» **Exercise details**
The material below holds a span beginning at the line with "repository 972f49439074e908" and ending at the line with "it reads from.". Quote that span exactly, both ends included, and only that span.

» **Listed entries**
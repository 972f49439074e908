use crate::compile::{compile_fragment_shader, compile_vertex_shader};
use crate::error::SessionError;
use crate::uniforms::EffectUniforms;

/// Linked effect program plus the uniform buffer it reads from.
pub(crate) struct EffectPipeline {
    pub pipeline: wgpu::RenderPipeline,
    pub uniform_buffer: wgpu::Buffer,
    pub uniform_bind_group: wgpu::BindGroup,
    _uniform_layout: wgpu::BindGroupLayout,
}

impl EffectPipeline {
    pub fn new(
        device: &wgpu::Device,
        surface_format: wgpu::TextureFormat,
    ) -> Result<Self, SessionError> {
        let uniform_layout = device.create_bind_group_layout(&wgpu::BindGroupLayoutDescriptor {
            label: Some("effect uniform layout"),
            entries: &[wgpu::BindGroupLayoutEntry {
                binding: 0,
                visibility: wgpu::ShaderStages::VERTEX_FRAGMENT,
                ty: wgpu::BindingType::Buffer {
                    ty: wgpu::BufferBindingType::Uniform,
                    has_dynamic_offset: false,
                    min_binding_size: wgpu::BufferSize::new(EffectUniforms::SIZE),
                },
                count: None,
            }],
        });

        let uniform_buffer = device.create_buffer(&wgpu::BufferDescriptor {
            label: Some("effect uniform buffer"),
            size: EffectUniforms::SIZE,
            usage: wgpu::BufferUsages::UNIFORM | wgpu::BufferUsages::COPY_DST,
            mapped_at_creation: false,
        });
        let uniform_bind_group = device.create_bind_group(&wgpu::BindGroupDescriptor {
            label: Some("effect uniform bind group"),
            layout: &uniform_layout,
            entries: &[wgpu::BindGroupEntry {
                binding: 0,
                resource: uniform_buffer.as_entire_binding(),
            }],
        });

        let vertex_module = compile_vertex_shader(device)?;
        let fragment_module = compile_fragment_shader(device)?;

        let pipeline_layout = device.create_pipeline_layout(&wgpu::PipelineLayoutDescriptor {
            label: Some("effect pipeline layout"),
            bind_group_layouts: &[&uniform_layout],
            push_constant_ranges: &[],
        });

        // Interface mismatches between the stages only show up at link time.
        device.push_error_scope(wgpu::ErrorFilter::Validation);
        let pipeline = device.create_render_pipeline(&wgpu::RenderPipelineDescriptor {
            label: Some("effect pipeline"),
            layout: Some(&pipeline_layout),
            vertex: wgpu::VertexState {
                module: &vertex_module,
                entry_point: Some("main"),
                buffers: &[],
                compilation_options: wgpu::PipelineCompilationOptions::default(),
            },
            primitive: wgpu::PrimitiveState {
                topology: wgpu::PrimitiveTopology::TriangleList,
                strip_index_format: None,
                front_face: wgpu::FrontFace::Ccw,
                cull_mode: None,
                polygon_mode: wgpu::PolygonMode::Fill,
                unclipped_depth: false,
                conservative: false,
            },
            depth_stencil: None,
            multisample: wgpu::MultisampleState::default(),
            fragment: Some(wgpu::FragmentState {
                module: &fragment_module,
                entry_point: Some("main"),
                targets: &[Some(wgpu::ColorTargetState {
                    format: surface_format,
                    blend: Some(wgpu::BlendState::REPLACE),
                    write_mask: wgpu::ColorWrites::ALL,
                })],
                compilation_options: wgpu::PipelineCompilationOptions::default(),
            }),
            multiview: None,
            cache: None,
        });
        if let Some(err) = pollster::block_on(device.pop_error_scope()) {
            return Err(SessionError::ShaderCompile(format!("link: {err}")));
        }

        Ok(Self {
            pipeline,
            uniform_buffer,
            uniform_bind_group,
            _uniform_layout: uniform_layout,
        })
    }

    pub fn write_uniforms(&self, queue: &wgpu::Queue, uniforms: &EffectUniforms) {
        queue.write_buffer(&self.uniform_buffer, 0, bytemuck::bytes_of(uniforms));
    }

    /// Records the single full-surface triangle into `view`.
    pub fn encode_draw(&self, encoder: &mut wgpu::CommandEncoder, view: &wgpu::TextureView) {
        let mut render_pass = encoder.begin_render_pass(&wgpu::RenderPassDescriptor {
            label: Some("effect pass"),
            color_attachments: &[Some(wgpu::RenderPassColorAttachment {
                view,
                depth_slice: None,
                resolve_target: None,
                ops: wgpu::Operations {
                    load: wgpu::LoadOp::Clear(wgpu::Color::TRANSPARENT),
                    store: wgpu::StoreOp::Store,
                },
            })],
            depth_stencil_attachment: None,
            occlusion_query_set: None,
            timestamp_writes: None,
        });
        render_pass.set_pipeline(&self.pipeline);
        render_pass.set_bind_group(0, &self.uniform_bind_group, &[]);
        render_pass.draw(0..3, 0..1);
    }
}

...

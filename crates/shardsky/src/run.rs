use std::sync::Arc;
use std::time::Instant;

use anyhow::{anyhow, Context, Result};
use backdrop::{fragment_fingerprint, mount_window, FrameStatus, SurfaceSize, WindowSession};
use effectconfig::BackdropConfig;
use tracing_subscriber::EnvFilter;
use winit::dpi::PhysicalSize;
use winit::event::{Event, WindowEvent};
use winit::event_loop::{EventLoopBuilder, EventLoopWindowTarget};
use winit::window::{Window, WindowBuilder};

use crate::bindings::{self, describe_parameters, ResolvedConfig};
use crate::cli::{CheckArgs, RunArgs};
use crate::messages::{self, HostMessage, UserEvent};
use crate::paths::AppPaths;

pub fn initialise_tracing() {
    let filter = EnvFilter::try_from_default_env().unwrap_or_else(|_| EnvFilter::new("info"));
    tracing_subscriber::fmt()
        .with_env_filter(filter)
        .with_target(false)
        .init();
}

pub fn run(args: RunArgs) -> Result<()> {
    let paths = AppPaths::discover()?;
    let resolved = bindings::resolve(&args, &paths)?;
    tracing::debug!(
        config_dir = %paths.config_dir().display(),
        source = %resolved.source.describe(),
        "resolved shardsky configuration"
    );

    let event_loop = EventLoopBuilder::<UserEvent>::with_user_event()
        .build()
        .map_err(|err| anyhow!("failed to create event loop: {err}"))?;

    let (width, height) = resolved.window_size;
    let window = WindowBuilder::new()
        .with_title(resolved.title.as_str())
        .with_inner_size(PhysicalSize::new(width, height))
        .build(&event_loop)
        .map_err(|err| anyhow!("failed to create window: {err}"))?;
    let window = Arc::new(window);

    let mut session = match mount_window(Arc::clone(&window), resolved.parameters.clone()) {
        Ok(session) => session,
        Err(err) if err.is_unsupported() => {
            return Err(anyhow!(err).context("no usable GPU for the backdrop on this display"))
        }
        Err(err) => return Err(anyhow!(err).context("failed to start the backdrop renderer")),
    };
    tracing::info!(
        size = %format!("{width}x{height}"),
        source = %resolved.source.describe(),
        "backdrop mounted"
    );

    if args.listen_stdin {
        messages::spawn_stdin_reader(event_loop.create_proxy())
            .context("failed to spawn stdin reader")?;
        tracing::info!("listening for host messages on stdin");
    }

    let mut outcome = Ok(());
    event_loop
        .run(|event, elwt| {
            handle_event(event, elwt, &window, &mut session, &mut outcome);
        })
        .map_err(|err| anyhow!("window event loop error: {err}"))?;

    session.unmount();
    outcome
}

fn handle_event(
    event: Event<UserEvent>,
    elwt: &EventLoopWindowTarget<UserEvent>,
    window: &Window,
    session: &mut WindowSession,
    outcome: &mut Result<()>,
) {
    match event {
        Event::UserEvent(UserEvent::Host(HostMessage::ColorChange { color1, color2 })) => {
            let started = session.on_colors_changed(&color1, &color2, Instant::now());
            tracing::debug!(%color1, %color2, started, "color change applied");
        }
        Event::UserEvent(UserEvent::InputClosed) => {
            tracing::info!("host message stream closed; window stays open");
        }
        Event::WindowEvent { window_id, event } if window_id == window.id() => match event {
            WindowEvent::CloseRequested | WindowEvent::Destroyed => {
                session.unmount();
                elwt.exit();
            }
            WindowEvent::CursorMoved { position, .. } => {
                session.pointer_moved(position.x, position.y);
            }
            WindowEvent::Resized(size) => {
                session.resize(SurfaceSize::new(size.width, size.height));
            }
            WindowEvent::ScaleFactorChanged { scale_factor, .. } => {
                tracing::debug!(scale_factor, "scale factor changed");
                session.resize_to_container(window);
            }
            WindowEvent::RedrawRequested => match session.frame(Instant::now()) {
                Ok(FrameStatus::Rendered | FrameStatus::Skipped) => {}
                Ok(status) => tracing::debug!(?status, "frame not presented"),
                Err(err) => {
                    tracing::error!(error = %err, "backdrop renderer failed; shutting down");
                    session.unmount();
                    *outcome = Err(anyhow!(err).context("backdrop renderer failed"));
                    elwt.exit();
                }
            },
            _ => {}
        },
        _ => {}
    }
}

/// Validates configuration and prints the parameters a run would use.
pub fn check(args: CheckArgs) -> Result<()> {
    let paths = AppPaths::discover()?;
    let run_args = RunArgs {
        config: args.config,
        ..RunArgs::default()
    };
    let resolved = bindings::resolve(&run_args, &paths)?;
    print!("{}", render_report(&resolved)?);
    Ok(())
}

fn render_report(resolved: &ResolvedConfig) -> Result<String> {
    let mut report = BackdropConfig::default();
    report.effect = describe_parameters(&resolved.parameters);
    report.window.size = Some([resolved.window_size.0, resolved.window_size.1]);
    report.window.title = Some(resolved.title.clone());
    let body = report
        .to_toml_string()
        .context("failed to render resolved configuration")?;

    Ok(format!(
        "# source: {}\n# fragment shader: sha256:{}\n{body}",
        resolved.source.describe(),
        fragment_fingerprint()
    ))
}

» **Output for this task**
repository 972f49439074e908
use crate::compile::{compile_fragment_shader, compile_vertex_shader};
use crate::error::SessionError;
use crate::uniforms::EffectUniforms;

/// Linked effect program plus the uniform buffer it reads from.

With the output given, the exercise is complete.